Background information
- Also known as: Robochrist
- Origin: England
- Genres: Rock, punk, pop
- Occupations: Musician, songwriter
- Instrument: Guitar
- Website: chriscatalyst.com

= Chris Catalyst =

English guitarist

Chris Catalyst is a British rock guitarist, known for his work with the Sisters of Mercy, Ugly Kid Joe, Ginger Wildheart, Terrorvision, the Professionals, Mariachi El Bronx, the Scaramanga Six and his own band, Eureka Machines, as well as his more recent solo career. In 2022, he confirmed that he was a 'Nameless Ghoul' that toured with the Swedish rock band Ghost.

== Career ==

=== The Sisters of Mercy ===
Catalyst joined the Sisters of Mercy as rhythm guitarist and backing singer in 2005.

Despite collaborating with Andrew on the first new Sisters material in almost a decade, in 2019, frustrated with Eldritch's slow-paced work ethic, and becoming more busy and successful with his own projects, Catalyst stepped down from the band.

Chris rejoined the band for their Autumn 2023 European tour, performing the duties of the Nurse (operator of the Doktor Avalanche drum machine).

=== Eureka Machines ===

In 2007, Catalyst started the group Eureka Machines, singing and playing guitar again, as well as writing the songs.

Debut album Do Or Die was released in September 2008 on the Wrath Records label. It received a five-star review in national newspaper The Sun. Do or Die also gained positive reviews from Kerrang!, Classic Rock, Rock Sound, Leeds Guide, Sandman magazine, No Title magazine and Black Velvet Fanzine. Catalyst recorded and mixed the album from his home studio.

It was followed by the second album Champion The Underdog in May 2011, which was supported by tours in both the UK and Europe. This was recorded and mixed by Catalyst and Jason Edwards. The Sun once again awarded a positive review, saying 'Eureka Machines could be the best band you've never heard'.
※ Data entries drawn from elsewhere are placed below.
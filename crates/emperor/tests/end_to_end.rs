//! Push and pull through real relay pools against in-process relays.

mod common;

use clap::Parser;
use common::init_tracing;
use emperor::cli::{self, Cli};
use emperor::{
    EmperorConfig, EmperorError, Nip04Cipher, Payload, PublishOptions, PullOptions, Pulled,
    get_or_create_identity, publish, pull,
};
use nostr::Keys;
use nostr_client::{RelayConfig, RelayPool, TestRelay};
use std::path::Path;
use std::time::{Duration, Instant};
use tokio::net::TcpListener;
use tokio::task::JoinHandle;
use tokio_util::sync::CancellationToken;

fn relay_config() -> RelayConfig {
    RelayConfig {
        connect_timeout: Duration::from_secs(2),
        ..Default::default()
    }
}

fn publish_options() -> PublishOptions {
    PublishOptions {
        retry_backoff: Duration::from_millis(100),
        settle: Duration::from_millis(100),
    }
}

fn pull_options(output_dir: &Path) -> PullOptions {
    PullOptions {
        retry_backoff: Duration::from_millis(100),
        settle: Duration::from_millis(500),
        output_dir: output_dir.to_path_buf(),
    }
}

#[tokio::test]
async fn test_message_through_relay() {
    init_tracing();
    let relay = TestRelay::start().await.unwrap();
    let alice = Keys::generate();
    let bob = Keys::generate();
    let dir = tempfile::tempdir().unwrap();

    // A dead relay next to a live one must not matter.
    let endpoints = ["ws://127.0.0.1:1".to_string(), relay.url()];

    let session = RelayPool::open(&endpoints, relay_config()).await;
    let receipt = publish(
        &session,
        &alice,
        &Nip04Cipher,
        bob.public_key(),
        &Payload::Message(serde_json::json!({"hello": "world"})),
        &publish_options(),
        &CancellationToken::new(),
    )
    .await
    .unwrap();
    assert_eq!(session.connected_count(), 0);
    assert_eq!(relay.stored_events().len(), 1);

    let session = RelayPool::open(&endpoints, relay_config()).await;
    let pulled = pull(
        &session,
        &bob,
        &Nip04Cipher,
        alice.public_key(),
        Some(&receipt.publish_id),
        &pull_options(dir.path()),
        &CancellationToken::new(),
    )
    .await
    .unwrap();

    assert_eq!(
        pulled,
        Pulled::Message {
            publish_id: receipt.publish_id,
            text: r#"{"hello":"world"}"#.to_string(),
        }
    );
}

#[tokio::test]
async fn test_file_through_relay() {
    init_tracing();
    let relay = TestRelay::start().await.unwrap();
    let alice = Keys::generate();
    let bob = Keys::generate();
    let dir = tempfile::tempdir().unwrap();
    let bytes = b"0123456789".to_vec();

    let session = RelayPool::open([relay.url()], relay_config()).await;
    let receipt = publish(
        &session,
        &alice,
        &Nip04Cipher,
        bob.public_key(),
        &Payload::File(bytes.clone()),
        &publish_options(),
        &CancellationToken::new(),
    )
    .await
    .unwrap();

    let session = RelayPool::open([relay.url()], relay_config()).await;
    let pulled = pull(
        &session,
        &bob,
        &Nip04Cipher,
        alice.public_key(),
        Some(&receipt.publish_id),
        &pull_options(dir.path()),
        &CancellationToken::new(),
    )
    .await
    .unwrap();

    let Pulled::File { path, size, .. } = pulled else {
        panic!("expected a file, got {:?}", pulled);
    };
    assert_eq!(size, bytes.len());
    assert_eq!(std::fs::read(path).unwrap(), bytes);
}

#[tokio::test]
async fn test_wrong_recipient_finds_nothing() {
    init_tracing();
    let relay = TestRelay::start().await.unwrap();
    let alice = Keys::generate();
    let bob = Keys::generate();
    let eve = Keys::generate();
    let dir = tempfile::tempdir().unwrap();

    let session = RelayPool::open([relay.url()], relay_config()).await;
    let receipt = publish(
        &session,
        &alice,
        &Nip04Cipher,
        bob.public_key(),
        &Payload::File(vec![7; 64]),
        &publish_options(),
        &CancellationToken::new(),
    )
    .await
    .unwrap();

    let session = RelayPool::open([relay.url()], relay_config()).await;
    let result = pull(
        &session,
        &eve,
        &Nip04Cipher,
        alice.public_key(),
        Some(&receipt.publish_id),
        &pull_options(dir.path()),
        &CancellationToken::new(),
    )
    .await;

    assert!(matches!(result, Err(EmperorError::NotFound { .. })));
    assert_eq!(std::fs::read_dir(dir.path()).unwrap().count(), 0);
}

#[tokio::test]
async fn test_cli_push_and_pull() {
    init_tracing();
    let relay = TestRelay::start().await.unwrap();
    let home = tempfile::tempdir().unwrap();

    let config_path = home.path().join("config.toml");
    EmperorConfig {
        relays: vec![relay.url()],
        retry_backoff_ms: 100,
        publish_settle_secs: 1,
        subscribe_settle_secs: 1,
        data_dir: Some(home.path().join("data")),
        download_dir: Some(home.path().join("downloads")),
        ..Default::default()
    }
    .save(&config_path)
    .unwrap();

    let config_arg = config_path.to_string_lossy().into_owned();
    let run = |args: &[&str]| {
        let mut argv = vec!["emperor".to_string(), "--config".to_string(), config_arg.clone()];
        argv.extend(args.iter().map(|arg| arg.to_string()));
        cli::run(Cli::try_parse_from(argv).unwrap(), CancellationToken::new())
    };

    run(&["whoami"]).await.unwrap();
    let keyfile = home.path().join("data").join(emperor::KEYFILE_NAME);
    let me = get_or_create_identity(&keyfile).unwrap();

    // Send to ourselves, then look the envelope up on the relay.
    let to = me.npub().unwrap();
    run(&["push", "--to", to.as_str(), "--message", "note to self"])
        .await
        .unwrap();
    let stored = relay.stored_events();
    assert_eq!(stored.len(), 1);

    let from = me.public_key_hex();
    run(&["pull", "--id", stored[0].id.as_str(), "--from", from.as_str()])
        .await
        .unwrap();

    let shouted = format!(" {} ", stored[0].id.to_uppercase());
    run(&["pull", "--id", shouted.as_str(), "--from", from.as_str()])
        .await
        .unwrap();

    let err = run(&["pull", "--id", "not-an-id", "--from", from.as_str()])
        .await
        .unwrap_err();
    assert!(matches!(
        err.downcast_ref::<EmperorError>(),
        Some(EmperorError::InvalidPublishId(_))
    ));

    let unknown = "ab".repeat(32);
    assert!(
        run(&["pull", "--id", unknown.as_str(), "--from", from.as_str()])
            .await
            .is_err()
    );
}

/// Accepts TCP connections but never answers the websocket handshake.
async fn silent_listener() -> (String, JoinHandle<()>) {
    let listener = TcpListener::bind("127.0.0.1:0").await.unwrap();
    let url = format!("ws://{}", listener.local_addr().unwrap());
    let task = tokio::spawn(async move {
        let mut held = Vec::new();
        while let Ok((stream, _)) = listener.accept().await {
            held.push(stream);
        }
    });
    (url, task)
}

#[tokio::test]
async fn test_cli_cancel_while_connecting() {
    init_tracing();
    let (url, listener) = silent_listener().await;
    let home = tempfile::tempdir().unwrap();

    let config_path = home.path().join("config.toml");
    EmperorConfig {
        relays: vec![url],
        connect_timeout_secs: 4,
        data_dir: Some(home.path().join("data")),
        ..Default::default()
    }
    .save(&config_path)
    .unwrap();
    let config_arg = config_path.to_string_lossy().into_owned();
    let to = Keys::generate().npub().unwrap();

    let cli = Cli::try_parse_from([
        "emperor",
        "--config",
        config_arg.as_str(),
        "push",
        "--to",
        to.as_str(),
        "--message",
        "hi",
    ])
    .unwrap();

    let cancel = CancellationToken::new();
    let trigger = cancel.clone();
    tokio::spawn(async move {
        tokio::time::sleep(Duration::from_millis(200)).await;
        trigger.cancel();
    });

    let started = Instant::now();
    let err = cli::run(cli, cancel).await.unwrap_err();

    assert!(started.elapsed() < Duration::from_secs(2));
    assert!(matches!(
        err.downcast_ref::<EmperorError>(),
        Some(EmperorError::Cancelled)
    ));
    listener.abort();
}
//! Shared test helpers.

#![allow(dead_code)]

use async_trait::async_trait;
use nostr::Event;
use nostr_client::{ClientError, Filter, MessagePool, PooledEvent, RelayTransport, Result};
use serde_json::Value;
use std::sync::Mutex;
use std::sync::Once;
use std::sync::atomic::{AtomicU32, Ordering};

pub fn init_tracing() {
    static INIT: Once = Once::new();
    INIT.call_once(|| {
        let filter = tracing_subscriber::EnvFilter::try_from_default_env()
            .unwrap_or_else(|_| tracing_subscriber::EnvFilter::new("warn"));
        let _ = tracing_subscriber::fmt()
            .with_env_filter(filter)
            .with_test_writer()
            .try_init();
    });
}

/// In-memory stand-in for a relay session.
///
/// Writes can be scripted to fail. Accepted `EVENT` frames are stored and
/// every accepted `REQ` replays all stored events into the pool unfiltered,
/// like a careless relay would.
#[derive(Default)]
pub struct ScriptedRelay {
    pool: MessagePool,
    stored: Mutex<Vec<Event>>,
    frames: Mutex<Vec<String>>,
    subscriptions: Mutex<Vec<(String, Vec<Filter>)>>,
    failures_left: AtomicU32,
    attempts: AtomicU32,
    closes: AtomicU32,
}

impl ScriptedRelay {
    pub fn new() -> Self {
        Self::default()
    }

    /// Reject the next `count` writes.
    pub fn fail_next(&self, count: u32) {
        self.failures_left.store(count, Ordering::SeqCst);
    }

    pub fn fail_forever(&self) {
        self.fail_next(u32::MAX);
    }

    pub fn store(&self, event: Event) {
        self.stored.lock().unwrap().push(event);
    }

    pub fn stored(&self) -> Vec<Event> {
        self.stored.lock().unwrap().clone()
    }

    /// Accepted frames, in order.
    pub fn frames(&self) -> Vec<String> {
        self.frames.lock().unwrap().clone()
    }

    pub fn subscriptions(&self) -> Vec<(String, Vec<Filter>)> {
        self.subscriptions.lock().unwrap().clone()
    }

    /// Every write attempt, accepted or not.
    pub fn attempts(&self) -> u32 {
        self.attempts.load(Ordering::SeqCst)
    }

    pub fn closes(&self) -> u32 {
        self.closes.load(Ordering::SeqCst)
    }
}

#[async_trait]
impl RelayTransport for ScriptedRelay {
    async fn publish_raw(&self, message: &str) -> Result<usize> {
        self.attempts.fetch_add(1, Ordering::SeqCst);
        let failing = self
            .failures_left
            .fetch_update(Ordering::SeqCst, Ordering::SeqCst, |left| left.checked_sub(1))
            .is_ok();
        if failing {
            return Err(ClientError::PublishFailed("scripted failure".to_string()));
        }

        self.frames.lock().unwrap().push(message.to_string());
        let frame: Vec<Value> = serde_json::from_str(message).unwrap();
        match frame[0].as_str() {
            Some("EVENT") => {
                let event: Event = serde_json::from_value(frame[1].clone()).unwrap();
                self.store(event);
            }
            Some("REQ") => {
                let subscription_id = frame[1].as_str().unwrap().to_string();
                for event in self.stored() {
                    self.pool.push(PooledEvent {
                        relay_url: "mock://relay".to_string(),
                        subscription_id: subscription_id.clone(),
                        event,
                    });
                }
            }
            _ => {}
        }
        Ok(1)
    }

    fn register_subscription(&self, subscription_id: &str, filters: Vec<Filter>) {
        self.subscriptions
            .lock()
            .unwrap()
            .push((subscription_id.to_string(), filters));
    }

    fn message_pool(&self) -> &MessagePool {
        &self.pool
    }

    async fn close(&self) {
        self.closes.fetch_add(1, Ordering::SeqCst);
    }
}
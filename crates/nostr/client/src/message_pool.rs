//! Shared queue of subscription events received from any relay.

use nostr::Event;
use parking_lot::Mutex;
use std::collections::VecDeque;

/// An event delivered for a registered subscription.
#[derive(Debug, Clone, PartialEq)]
pub struct PooledEvent {
    pub relay_url: String,
    pub subscription_id: String,
    pub event: Event,
}

/// FIFO of [`PooledEvent`]s. Relay readers append concurrently; consumers
/// take events out with [`MessagePool::drain`].
#[derive(Debug, Default)]
pub struct MessagePool {
    events: Mutex<VecDeque<PooledEvent>>,
}

impl MessagePool {
    pub fn new() -> Self {
        Self::default()
    }

    pub fn push(&self, event: PooledEvent) {
        self.events.lock().push_back(event);
    }

    pub fn pop(&self) -> Option<PooledEvent> {
        self.events.lock().pop_front()
    }

    pub fn len(&self) -> usize {
        self.events.lock().len()
    }

    pub fn is_empty(&self) -> bool {
        self.events.lock().is_empty()
    }

    /// Lazily remove the events queued right now.
    ///
    /// The iterator yields at most as many events as were queued when it was
    /// created; anything appended afterwards stays for the next drain.
    pub fn drain(&self) -> Drain<'_> {
        Drain {
            pool: self,
            remaining: self.len(),
        }
    }
}

/// Iterator returned by [`MessagePool::drain`].
pub struct Drain<'a> {
    pool: &'a MessagePool,
    remaining: usize,
}

impl Iterator for Drain<'_> {
    type Item = PooledEvent;

    fn next(&mut self) -> Option<Self::Item> {
        if self.remaining == 0 {
            return None;
        }
        self.remaining -= 1;
        let next = self.pool.pop();
        if next.is_none() {
            self.remaining = 0;
        }
        next
    }

    fn size_hint(&self) -> (usize, Option<usize>) {
        (0, Some(self.remaining))
    }
}
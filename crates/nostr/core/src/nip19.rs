//! NIP-19: bech32-encoded entities.
//!
//! Only the bare key forms (`npub`, `nsec`) are supported.

use bech32::{Bech32, Hrp};
use thiserror::Error;

const HRP_NPUB: Hrp = Hrp::parse_unchecked("npub");
const HRP_NSEC: Hrp = Hrp::parse_unchecked("nsec");

/// Errors that can occur during NIP-19 operations.
#[derive(Debug, Error)]
pub enum Nip19Error {
    #[error("bech32 encoding error: {0}")]
    Encode(String),

    #[error("bech32 decoding error: {0}")]
    Decode(String),

    #[error("unsupported prefix: {0}")]
    UnsupportedPrefix(String),

    #[error("invalid data length: expected 32 bytes, got {0}")]
    InvalidLength(usize),

    #[error("invalid hex key: {0}")]
    InvalidHex(String),
}

/// A decoded NIP-19 entity.
#[derive(Debug, Clone, Copy, PartialEq, Eq)]
pub enum Nip19Entity {
    /// `npub`: x-only public key
    Pubkey([u8; 32]),
    /// `nsec`: secret key
    Secret([u8; 32]),
}

fn encode(hrp: Hrp, data: &[u8; 32]) -> Result<String, Nip19Error> {
    bech32::encode::<Bech32>(hrp, data).map_err(|e| Nip19Error::Encode(e.to_string()))
}

fn to_array(data: &[u8]) -> Result<[u8; 32], Nip19Error> {
    data.try_into()
        .map_err(|_| Nip19Error::InvalidLength(data.len()))
}

/// Encode a public key as `npub1…`.
pub fn encode_npub(public_key: &[u8; 32]) -> Result<String, Nip19Error> {
    encode(HRP_NPUB, public_key)
}

/// Encode a secret key as `nsec1…`.
pub fn encode_nsec(secret_key: &[u8; 32]) -> Result<String, Nip19Error> {
    encode(HRP_NSEC, secret_key)
}

/// Decode an `npub` or `nsec` string.
pub fn decode(value: &str) -> Result<Nip19Entity, Nip19Error> {
    let (hrp, data) = bech32::decode(value).map_err(|e| Nip19Error::Decode(e.to_string()))?;

    match hrp.to_lowercase().as_str() {
        "npub" => Ok(Nip19Entity::Pubkey(to_array(&data)?)),
        "nsec" => Ok(Nip19Entity::Secret(to_array(&data)?)),
        other => Err(Nip19Error::UnsupportedPrefix(other.to_string())),
    }
}

/// Parse a public key given either as `npub1…` or as 64 hex characters.
pub fn parse_public_key(value: &str) -> Result<[u8; 32], Nip19Error> {
    let value = value.trim();
    if value.to_lowercase().starts_with("npub1") {
        return match decode(value)? {
            Nip19Entity::Pubkey(pk) => Ok(pk),
            Nip19Entity::Secret(_) => Err(Nip19Error::UnsupportedPrefix("nsec".to_string())),
        };
    }

    let bytes = hex::decode(value).map_err(|e| Nip19Error::InvalidHex(e.to_string()))?;
    to_array(&bytes)
}

/// Parse a secret key given either as `nsec1…` or as 64 hex characters.
pub fn parse_secret_key(value: &str) -> Result<[u8; 32], Nip19Error> {
    let value = value.trim();
    if value.to_lowercase().starts_with("nsec1") {
        return match decode(value)? {
            Nip19Entity::Secret(sk) => Ok(sk),
            Nip19Entity::Pubkey(_) => Err(Nip19Error::UnsupportedPrefix("npub".to_string())),
        };
    }

    let bytes = hex::decode(value).map_err(|e| Nip19Error::InvalidHex(e.to_string()))?;
    to_array(&bytes)
}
In 2012, the band appeared in the British soap opera Emmerdale, playing at a fictional music festival, filmed as part of the soap's 40th birthday celebrations. It was Catalyst's second appearance on Emmerdale, following his 2004 appearance as a Dingle at a family party. The band reverted to crowdfunding for their third release, Remain In Hope, released following a successful campaign on PledgeMusic in February 2013. This was promoted with tours supporting the Wildhearts and Gogol Bordello. This album was recorded and mixed by Catalyst and Andy Hawkins at Cottage Road in Leeds.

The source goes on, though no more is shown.